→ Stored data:
[Start of Attachment]

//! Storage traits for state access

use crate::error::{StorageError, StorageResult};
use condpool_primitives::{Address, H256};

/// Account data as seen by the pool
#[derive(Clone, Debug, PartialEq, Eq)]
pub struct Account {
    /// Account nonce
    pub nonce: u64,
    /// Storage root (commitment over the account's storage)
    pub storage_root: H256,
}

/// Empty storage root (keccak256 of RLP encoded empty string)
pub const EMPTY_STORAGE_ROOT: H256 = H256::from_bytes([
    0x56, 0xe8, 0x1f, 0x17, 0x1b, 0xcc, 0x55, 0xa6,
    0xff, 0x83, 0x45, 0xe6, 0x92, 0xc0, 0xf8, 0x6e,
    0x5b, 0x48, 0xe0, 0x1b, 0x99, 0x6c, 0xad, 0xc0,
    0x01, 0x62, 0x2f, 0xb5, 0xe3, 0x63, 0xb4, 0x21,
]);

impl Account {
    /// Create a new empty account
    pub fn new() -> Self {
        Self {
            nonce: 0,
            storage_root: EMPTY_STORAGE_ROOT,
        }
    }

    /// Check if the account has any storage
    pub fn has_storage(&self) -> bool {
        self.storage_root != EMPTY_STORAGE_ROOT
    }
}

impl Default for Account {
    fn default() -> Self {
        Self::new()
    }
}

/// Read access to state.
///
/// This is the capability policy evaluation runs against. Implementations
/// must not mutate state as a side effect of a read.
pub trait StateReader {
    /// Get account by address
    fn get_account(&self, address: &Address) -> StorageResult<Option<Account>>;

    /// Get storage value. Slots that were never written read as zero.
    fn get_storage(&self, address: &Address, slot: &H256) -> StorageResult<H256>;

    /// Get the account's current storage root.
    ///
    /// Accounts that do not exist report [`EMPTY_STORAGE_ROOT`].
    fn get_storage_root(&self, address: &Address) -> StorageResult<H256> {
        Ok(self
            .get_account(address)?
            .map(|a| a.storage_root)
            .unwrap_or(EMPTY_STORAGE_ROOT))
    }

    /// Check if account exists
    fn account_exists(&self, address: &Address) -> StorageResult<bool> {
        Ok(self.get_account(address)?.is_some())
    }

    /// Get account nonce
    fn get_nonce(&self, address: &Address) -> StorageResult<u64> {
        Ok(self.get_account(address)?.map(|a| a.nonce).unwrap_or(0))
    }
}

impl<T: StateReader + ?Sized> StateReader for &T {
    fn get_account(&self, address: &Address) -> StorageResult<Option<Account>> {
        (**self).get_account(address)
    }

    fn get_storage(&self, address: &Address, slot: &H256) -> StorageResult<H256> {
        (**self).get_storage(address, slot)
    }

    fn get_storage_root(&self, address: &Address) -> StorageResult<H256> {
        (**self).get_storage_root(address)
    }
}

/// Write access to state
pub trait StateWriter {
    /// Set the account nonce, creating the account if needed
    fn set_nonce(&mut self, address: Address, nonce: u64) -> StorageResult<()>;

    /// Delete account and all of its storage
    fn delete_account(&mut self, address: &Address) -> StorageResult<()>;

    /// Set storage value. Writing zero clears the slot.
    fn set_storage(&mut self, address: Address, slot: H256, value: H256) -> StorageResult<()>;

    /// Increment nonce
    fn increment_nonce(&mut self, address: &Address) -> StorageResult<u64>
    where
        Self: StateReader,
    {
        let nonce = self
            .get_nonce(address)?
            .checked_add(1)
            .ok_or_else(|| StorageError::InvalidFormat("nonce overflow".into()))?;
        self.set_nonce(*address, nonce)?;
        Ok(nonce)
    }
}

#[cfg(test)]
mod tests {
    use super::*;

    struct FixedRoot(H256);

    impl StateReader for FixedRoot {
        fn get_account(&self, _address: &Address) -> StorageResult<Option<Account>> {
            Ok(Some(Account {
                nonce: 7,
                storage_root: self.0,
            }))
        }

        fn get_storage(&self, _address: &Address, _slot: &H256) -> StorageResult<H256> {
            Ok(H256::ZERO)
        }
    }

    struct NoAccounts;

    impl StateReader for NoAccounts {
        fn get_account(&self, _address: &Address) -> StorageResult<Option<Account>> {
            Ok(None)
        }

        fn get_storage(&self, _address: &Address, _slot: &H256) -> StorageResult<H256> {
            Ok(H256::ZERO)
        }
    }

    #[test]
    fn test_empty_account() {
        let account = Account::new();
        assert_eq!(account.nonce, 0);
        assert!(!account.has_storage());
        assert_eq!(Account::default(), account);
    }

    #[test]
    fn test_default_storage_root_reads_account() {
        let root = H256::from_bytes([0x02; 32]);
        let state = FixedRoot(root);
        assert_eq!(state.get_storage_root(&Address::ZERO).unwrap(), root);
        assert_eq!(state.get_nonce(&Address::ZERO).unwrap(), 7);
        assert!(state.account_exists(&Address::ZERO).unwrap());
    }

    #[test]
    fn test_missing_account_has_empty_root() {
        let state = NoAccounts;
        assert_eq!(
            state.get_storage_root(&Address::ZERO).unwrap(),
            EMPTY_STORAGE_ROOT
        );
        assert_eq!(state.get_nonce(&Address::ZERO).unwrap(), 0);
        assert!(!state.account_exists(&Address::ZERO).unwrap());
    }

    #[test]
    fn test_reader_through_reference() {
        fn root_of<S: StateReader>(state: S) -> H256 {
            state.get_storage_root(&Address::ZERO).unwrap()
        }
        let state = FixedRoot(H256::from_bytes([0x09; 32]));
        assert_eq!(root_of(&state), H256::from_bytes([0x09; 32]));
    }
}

[End of Attachment]

→ Activity:
Every line above should be written out again exactly as it stands.

→ Answer to this problem:
//! Storage traits for state access

use crate::error::{StorageError, StorageResult};
use condpool_primitives::{Address, H256};

/// Account data as seen by the pool
#[derive(Clone, Debug, PartialEq, Eq)]
pub struct Account {
    /// Account nonce
    pub nonce: u64,
    /// Storage root (commitment over the account's storage)
    pub storage_root: H256,
}

/// Empty storage root (keccak256 of RLP encoded empty string)
pub const EMPTY_STORAGE_ROOT: H256 = H256::from_bytes([
    0x56, 0xe8, 0x1f, 0x17, 0x1b, 0xcc, 0x55, 0xa6,
    0xff, 0x83, 0x45, 0xe6, 0x92, 0xc0, 0xf8, 0x6e,
    0x5b, 0x48, 0xe0, 0x1b, 0x99, 0x6c, 0xad, 0xc0,
    0x01, 0x62, 0x2f, 0xb5, 0xe3, 0x63, 0xb4, 0x21,
]);

impl Account {
    /// Create a new empty account
    pub fn new() -> Self {
        Self {
            nonce: 0,
            storage_root: EMPTY_STORAGE_ROOT,
        }
    }

    /// Check if the account has any storage
    pub fn has_storage(&self) -> bool {
        self.storage_root != EMPTY_STORAGE_ROOT
    }
}

impl Default for Account {
    fn default() -> Self {
        Self::new()
    }
}

/// Read access to state.
///
/// This is the capability policy evaluation runs against. Implementations
/// must not mutate state as a side effect of a read.
pub trait StateReader {
    /// Get account by address
    fn get_account(&self, address: &Address) -> StorageResult<Option<Account>>;

    /// Get storage value. Slots that were never written read as zero.
    fn get_storage(&self, address: &Address, slot: &H256) -> StorageResult<H256>;

    /// Get the account's current storage root.
    ///
    /// Accounts that do not exist report [`EMPTY_STORAGE_ROOT`].
    fn get_storage_root(&self, address: &Address) -> StorageResult<H256> {
        Ok(self
            .get_account(address)?
            .map(|a| a.storage_root)
            .unwrap_or(EMPTY_STORAGE_ROOT))
    }

    /// Check if account exists
    fn account_exists(&self, address: &Address) -> StorageResult<bool> {
        Ok(self.get_account(address)?.is_some())
    }

    /// Get account nonce
    fn get_nonce(&self, address: &Address) -> StorageResult<u64> {
        Ok(self.get_account(address)?.map(|a| a.nonce).unwrap_or(0))
    }
}

impl<T: StateReader + ?Sized> StateReader for &T {
    fn get_account(&self, address: &Address) -> StorageResult<Option<Account>> {
        (**self).get_account(address)
    }

    fn get_storage(&self, address: &Address, slot: &H256) -> StorageResult<H256> {
        (**self).get_storage(address, slot)
    }

    fn get_storage_root(&self, address: &Address) -> StorageResult<H256> {
        (**self).get_storage_root(address)
    }
}

/// Write access to state
pub trait StateWriter {
    /// Set the account nonce, creating the account if needed
    fn set_nonce(&mut self, address: Address, nonce: u64) -> StorageResult<()>;

    /// Delete account and all of its storage
    fn delete_account(&mut self, address: &Address) -> StorageResult<()>;

    /// Set storage value. Writing zero clears the slot.
    fn set_storage(&mut self, address: Address, slot: H256, value: H256) -> StorageResult<()>;

    /// Increment nonce
    fn increment_nonce(&mut self, address: &Address) -> StorageResult<u64>
    where
        Self: StateReader,
    {
        let nonce = self
            .get_nonce(address)?
            .checked_add(1)
            .ok_or_else(|| StorageError::InvalidFormat("nonce overflow".into()))?;
        self.set_nonce(*address, nonce)?;
        Ok(nonce)
    }
}

#[cfg(test)]
mod tests {
    use super::*;

    struct FixedRoot(H256);

    impl StateReader for FixedRoot {
        fn get_account(&self, _address: &Address) -> StorageResult<Option<Account>> {
            Ok(Some(Account {
                nonce: 7,
                storage_root: self.0,
            }))
        }

        fn get_storage(&self, _address: &Address, _slot: &H256) -> StorageResult<H256> {
            Ok(H256::ZERO)
        }
    }

    struct NoAccounts;

    impl StateReader for NoAccounts {
        fn get_account(&self, _address: &Address) -> StorageResult<Option<Account>> {
            Ok(None)
        }

        fn get_storage(&self, _address: &Address, _slot: &H256) -> StorageResult<H256> {
            Ok(H256::ZERO)
        }
    }

    #[test]
    fn test_empty_account() {
        let account = Account::new();
        assert_eq!(account.nonce, 0);
        assert!(!account.has_storage());
        assert_eq!(Account::default(), account);
    }

    #[test]
    fn test_default_storage_root_reads_account() {
        let root = H256::from_bytes([0x02; 32]);
        let state = FixedRoot(root);
        assert_eq!(state.get_storage_root(&Address::ZERO).unwrap(), root);
        assert_eq!(state.get_nonce(&Address::ZERO).unwrap(), 7);
        assert!(state.account_exists(&Address::ZERO).unwrap());
    }

    #[test]
    fn test_missing_account_has_empty_root() {
        let state = NoAccounts;
        assert_eq!(
            state.get_storage_root(&Address::ZERO).unwrap(),
            EMPTY_STORAGE_ROOT
        );
        assert_eq!(state.get_nonce(&Address::ZERO).unwrap(), 0);
        assert!(!state.account_exists(&Address::ZERO).unwrap());
    }

    #[test]
    fn test_reader_through_reference() {
        fn root_of<S: StateReader>(state: S) -> H256 {
            state.get_storage_root(&Address::ZERO).unwrap()
        }
        let state = FixedRoot(H256::from_bytes([0x09; 32]));
        assert_eq!(root_of(&state), H256::from_bytes([0x09; 32]));
    }
}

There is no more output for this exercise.